- Directions -
Search the entries below for "when". Report each line where it occurs.

● ● ● ● ●

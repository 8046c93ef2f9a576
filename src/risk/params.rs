//! Per-collection risk parameters
//!
//! Every collection the platform accepts as collateral carries a lending
//! policy: how much can be borrowed against it, when it becomes liquidation
//! eligible, and what rate new loans accrue at. The book is loaded once at
//! startup; parameter edits only apply to loans originated afterwards because
//! each loan snapshots its rate and threshold at origination.

use std::collections::HashMap;

use rust_decimal::Decimal;
use rust_decimal_macros::dec;
use serde::{Deserialize, Serialize};
use sqlx::PgPool;

use crate::error::{LendingError, LendingResult};

/// Basis points in one whole unit (100%)
pub const BPS_SCALE: Decimal = dec!(10_000);

/// Lending policy for one collateral collection
#[derive(Debug, Clone, Serialize, Deserialize, sqlx::FromRow)]
pub struct RiskParameters {
    pub collection_id: String,

    /// Maximum loan-to-value at origination, in basis points (5000 = 50%)
    pub max_ltv_bps: i32,

    /// Health factor below which a loan becomes liquidation eligible.
    /// Policy-owned; distinct from the cosmetic risk band cutoffs.
    pub liquidation_threshold: Decimal,

    /// Interest rate snapshotted into new loans, in basis points APR
    pub base_interest_rate_bps: i32,
}

impl RiskParameters {
    /// Max LTV as a fraction of collateral value
    pub fn max_ltv(&self) -> Decimal {
        Decimal::from(self.max_ltv_bps) / BPS_SCALE
    }

    /// Maximum principal that may be borrowed against `collateral_value`
    pub fn max_borrow(&self, collateral_value: Decimal) -> Decimal {
        collateral_value * self.max_ltv()
    }
}

/// In-memory lookup table of risk parameters, keyed by collection id.
///
/// Pure and immutable once constructed. Loans never mutate it.
#[derive(Debug, Clone)]
pub struct RiskParameterBook {
    params: HashMap<String, RiskParameters>,
}

impl RiskParameterBook {
    pub fn new(entries: Vec<RiskParameters>) -> Self {
        let params = entries
            .into_iter()
            .map(|p| (p.collection_id.clone(), p))
            .collect();
        Self { params }
    }

    /// Load all configured collections from the database
    pub async fn load(db_pool: &PgPool) -> LendingResult<Self> {
        let entries = sqlx::query_as::<_, RiskParameters>(
            "SELECT collection_id, max_ltv_bps, liquidation_threshold, base_interest_rate_bps \
             FROM risk_parameters",
        )
        .fetch_all(db_pool)
        .await?;

        tracing::info!(collections = entries.len(), "Loaded risk parameter book");
        Ok(Self::new(entries))
    }

    /// Look up the policy for a collection
    pub fn lookup(&self, collection_id: &str) -> LendingResult<&RiskParameters> {
        self.params
            .get(collection_id)
            .ok_or_else(|| LendingError::UnknownCollateralClass(collection_id.to_string()))
    }

    pub fn len(&self) -> usize {
        self.params.len()
    }

    pub fn is_empty(&self) -> bool {
        self.params.is_empty()
    }
}

#[cfg(test)]
mod tests {
    use super::*;

    fn standard_params() -> RiskParameters {
        RiskParameters {
            collection_id: "meridian-masks".to_string(),
            max_ltv_bps: 5000,
            liquidation_threshold: dec!(1.2),
            base_interest_rate_bps: 850,
        }
    }

    #[test]
    fn test_max_ltv_fraction() {
        assert_eq!(standard_params().max_ltv(), dec!(0.5));
    }

    #[test]
    fn test_max_borrow() {
        // 45.2 collateral at 50% max LTV caps borrowing at 22.6
        let params = standard_params();
        assert_eq!(params.max_borrow(dec!(45.2)), dec!(22.600));
    }

    #[test]
    fn test_lookup_known_collection() {
        let book = RiskParameterBook::new(vec![standard_params()]);
        let params = book.lookup("meridian-masks").unwrap();
        assert_eq!(params.base_interest_rate_bps, 850);
    }

    #[test]
    fn test_lookup_unknown_collection_fails() {
        let book = RiskParameterBook::new(vec![standard_params()]);
        let err = book.lookup("unlisted-collection").unwrap_err();
        assert_eq!(err.error_code(), "UNKNOWN_COLLATERAL_CLASS");
    }
}
//! Lending service facade
//!
//! Orchestrates the borrow/repay/liquidate flows across the valuation
//! provider, the risk engine, the loan ledger and the settlement seam.
//! Quotes are guidance only: `open_loan` always re-validates against a fresh
//! valuation, so a stale quote can never be exploited. Listings recompute
//! accrual and health factor at call time rather than trusting anything
//! cached.

use std::sync::Arc;

use chrono::{DateTime, Utc};
use rust_decimal::Decimal;
use serde::{Deserialize, Serialize};
use uuid::Uuid;

use crate::error::LendingResult;
use crate::ledger::model::{
    ListLoansQuery, Loan, LoanStatus, OpenLoanRequest, RepayRequest, RepaymentPreview,
    RepaymentRecord,
};
use crate::ledger::service::{LoanLedger, RepaymentOutcome};
use crate::models::{CollateralAsset, PaginatedResponse};
use crate::risk::{self, HealthReport, RiskBand, RiskParameterBook};
use crate::settlement::{SettlementInstruction, SettlementLayer};
use crate::valuation::ValuationProvider;

/// Decimal places for derived figures in UI-facing summaries. The engine
/// itself keeps full precision; rounding happens only here.
const SUMMARY_DP: u32 = 4;

/// Request for a max-borrow quote
#[derive(Debug, Deserialize)]
pub struct BorrowQuoteRequest {
    pub collection_id: String,
    pub token_id: String,
}

/// Max-borrow guidance for an asset at its current valuation
#[derive(Debug, Serialize)]
pub struct BorrowQuote {
    pub asset_id: String,
    pub collection_id: String,
    pub collateral_value: Decimal,
    pub valued_at: DateTime<Utc>,
    pub max_ltv_bps: i32,
    pub max_borrow: Decimal,
}

/// Request for a pure repayment preview
#[derive(Debug, Deserialize)]
pub struct PreviewRepaymentRequest {
    pub amount: Decimal,
}

/// Request to liquidate an underwater loan
#[derive(Debug, Deserialize)]
pub struct LiquidateRequest {
    /// Party receiving the seized collateral
    pub liquidator: String,
}

/// A freshly opened loan with its initial position
#[derive(Debug, Serialize)]
pub struct LoanOpened {
    pub loan: Loan,
    pub health: HealthReport,
    /// Principal transfer the settlement layer must now perform
    pub disbursement: SettlementInstruction,
}

/// Committed repayment plus any follow-up settlement work
#[derive(Debug, Serialize)]
pub struct RepaymentResult {
    pub loan: Loan,
    pub record: RepaymentRecord,
    pub released: bool,
    pub retried: bool,
    /// Present when the repayment completed the loan: the collateral must
    /// now be returned to the borrower
    pub collateral_release: Option<SettlementInstruction>,
}

/// Committed liquidation plus the seizure the settlement layer must perform
#[derive(Debug, Serialize)]
pub struct LiquidationResult {
    pub loan: Loan,
    pub seizure: SettlementInstruction,
}

/// UI-facing loan summary, derived figures recomputed at call time
#[derive(Debug, Serialize)]
pub struct LoanSummary {
    pub loan_id: Uuid,
    pub asset_id: String,
    pub collection_id: String,
    pub borrower_id: Uuid,
    pub status: LoanStatus,
    pub principal: Decimal,
    pub cumulative_repaid: Decimal,
    pub accrued_interest: Decimal,
    pub total_owed: Decimal,
    pub collateral_value: Decimal,
    pub health_factor: Option<Decimal>,
    pub risk_band: RiskBand,
    pub liquidation_eligible: bool,
    pub days_active: i64,
    pub originated_at: DateTime<Utc>,
}

impl LoanSummary {
    /// Build a summary from a loan and a current collateral valuation
    pub fn build(loan: &Loan, collateral_value: Decimal, now: DateTime<Utc>) -> Self {
        let report = risk::evaluate(loan, collateral_value, now);

        Self {
            loan_id: loan.id,
            asset_id: loan.asset_id.clone(),
            collection_id: loan.collection_id.clone(),
            borrower_id: loan.borrower_id,
            status: loan.status,
            principal: loan.principal,
            cumulative_repaid: loan.cumulative_repaid,
            accrued_interest: loan.accrued_interest(now).round_dp(SUMMARY_DP),
            total_owed: report.total_owed.round_dp(SUMMARY_DP),
            collateral_value,
            health_factor: report.health_factor.map(|hf| hf.round_dp(SUMMARY_DP)),
            risk_band: report.risk_band,
            liquidation_eligible: report.liquidation_eligible,
            days_active: loan.days_active(now),
            originated_at: loan.originated_at,
        }
    }
}

/// Orchestration facade over the lending engine
pub struct LendingService<V, S> {
    ledger: LoanLedger,
    params: Arc<RiskParameterBook>,
    valuation: Arc<V>,
    settlement: Arc<S>,
    max_valuation_age_seconds: i64,
}

impl<V, S> LendingService<V, S>
where
    V: ValuationProvider,
    S: SettlementLayer,
{
    pub fn new(
        ledger: LoanLedger,
        params: Arc<RiskParameterBook>,
        valuation: Arc<V>,
        settlement: Arc<S>,
        max_valuation_age_seconds: i64,
    ) -> Self {
        Self {
            ledger,
            params,
            valuation,
            settlement,
            max_valuation_age_seconds,
        }
    }

    /// Max-borrow guidance for an asset: current value times the collection's
    /// max LTV. Advisory only; origination re-validates independently.
    pub async fn quote_max_borrow(&self, request: &BorrowQuoteRequest) -> LendingResult<BorrowQuote> {
        let params = self.params.lookup(&request.collection_id)?;
        let asset = CollateralAsset::new(&request.collection_id, &request.token_id);
        let valuation = self.valuation.current_value(&asset.asset_id()).await?;

        Ok(BorrowQuote {
            asset_id: valuation.asset_id.clone(),
            collection_id: request.collection_id.clone(),
            collateral_value: valuation.value,
            valued_at: valuation.observed_at,
            max_ltv_bps: params.max_ltv_bps,
            max_borrow: params.max_borrow(valuation.value),
        })
    }

    /// Open a loan once the settlement layer confirms the collateral custody
    /// transfer. Fails closed: settlement verification, valuation freshness
    /// and ledger validation all run before anything is written.
    pub async fn open_loan(
        &self,
        request: OpenLoanRequest,
        now: DateTime<Utc>,
    ) -> LendingResult<LoanOpened> {
        let params = self.params.lookup(&request.collection_id)?;
        let asset = CollateralAsset::new(&request.collection_id, &request.token_id);

        self.settlement
            .verify_confirmation(&request.settlement_tx_hash)
            .await?;

        let valuation = self.valuation.current_value(&asset.asset_id()).await?;
        valuation.ensure_fresh(now, self.max_valuation_age_seconds)?;

        let loan = self
            .ledger
            .open_loan(
                &asset,
                params,
                &valuation,
                request.principal,
                &request.borrow_token,
                request.borrower_id,
                now,
            )
            .await?;

        let health = risk::evaluate(&loan, valuation.value, now);
        let disbursement = SettlementInstruction::disburse_principal(&loan);

        Ok(LoanOpened {
            loan,
            health,
            disbursement,
        })
    }

    /// Loan summary with live accrual and health factor
    pub async fn get_loan_summary(
        &self,
        loan_id: Uuid,
        now: DateTime<Utc>,
    ) -> LendingResult<LoanSummary> {
        let loan = self.ledger.get_loan(loan_id).await?;
        let valuation = self.valuation.current_value(&loan.asset_id).await?;

        Ok(LoanSummary::build(&loan, valuation.value, now))
    }

    /// List loans, recomputing every derived figure at call time
    pub async fn list_loans(
        &self,
        query: &ListLoansQuery,
        now: DateTime<Utc>,
    ) -> LendingResult<PaginatedResponse<LoanSummary>> {
        let loans = self.ledger.list_loans(query).await?;

        let mut summaries = Vec::with_capacity(loans.data.len());
        for loan in &loans.data {
            let valuation = self.valuation.current_value(&loan.asset_id).await?;
            summaries.push(LoanSummary::build(loan, valuation.value, now));
        }

        Ok(PaginatedResponse {
            data: summaries,
            total: loans.total,
            page: loans.page,
            limit: loans.limit,
        })
    }

    /// Pure repayment preview; mutates nothing
    pub async fn preview_repayment(
        &self,
        loan_id: Uuid,
        request: &PreviewRepaymentRequest,
        now: DateTime<Utc>,
    ) -> LendingResult<RepaymentPreview> {
        let loan = self.ledger.get_loan(loan_id).await?;
        let valuation = self.valuation.current_value(&loan.asset_id).await?;

        self.ledger
            .preview_repayment(loan_id, request.amount, valuation.value, now)
            .await
    }

    /// Apply a repayment after its settlement transaction confirms.
    /// Safe to retry: the request id makes replays return the original
    /// outcome instead of double-applying.
    pub async fn repay(
        &self,
        loan_id: Uuid,
        request: RepayRequest,
        now: DateTime<Utc>,
    ) -> LendingResult<RepaymentResult> {
        self.settlement
            .verify_confirmation(&request.settlement_tx_hash)
            .await?;

        let loan = self.ledger.get_loan(loan_id).await?;
        let valuation = self.valuation.current_value(&loan.asset_id).await?;

        let RepaymentOutcome {
            loan,
            record,
            released,
            retried,
        } = self
            .ledger
            .repay(loan_id, &request, valuation.value, now)
            .await?;

        let collateral_release = released.then(|| SettlementInstruction::release_collateral(&loan));

        Ok(RepaymentResult {
            loan,
            record,
            released,
            retried,
            collateral_release,
        })
    }

    /// Liquidate a loan whose health factor fell below its threshold.
    /// Requires a fresh valuation; eligibility is decided under the loan's
    /// row lock so it cannot race a concurrent repayment.
    pub async fn liquidate(
        &self,
        loan_id: Uuid,
        request: &LiquidateRequest,
        now: DateTime<Utc>,
    ) -> LendingResult<LiquidationResult> {
        let loan = self.ledger.get_loan(loan_id).await?;
        let valuation = self.valuation.current_value(&loan.asset_id).await?;
        valuation.ensure_fresh(now, self.max_valuation_age_seconds)?;

        let loan = self.ledger.liquidate(loan_id, valuation.value, now).await?;
        let seizure = SettlementInstruction::seize_collateral(&loan, &request.liquidator);

        Ok(LiquidationResult { loan, seizure })
    }

    /// Repayment audit trail for a loan
    pub async fn repayment_history(&self, loan_id: Uuid) -> LendingResult<Vec<RepaymentRecord>> {
        self.ledger.get_loan(loan_id).await?;
        self.ledger.repayment_history(loan_id).await
    }
}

● ● ● ● ●

- Worked solution -
//! policy: how much can be borrowed against it, when it becomes liquidation
    /// Present when the repayment completed the loan: the collateral must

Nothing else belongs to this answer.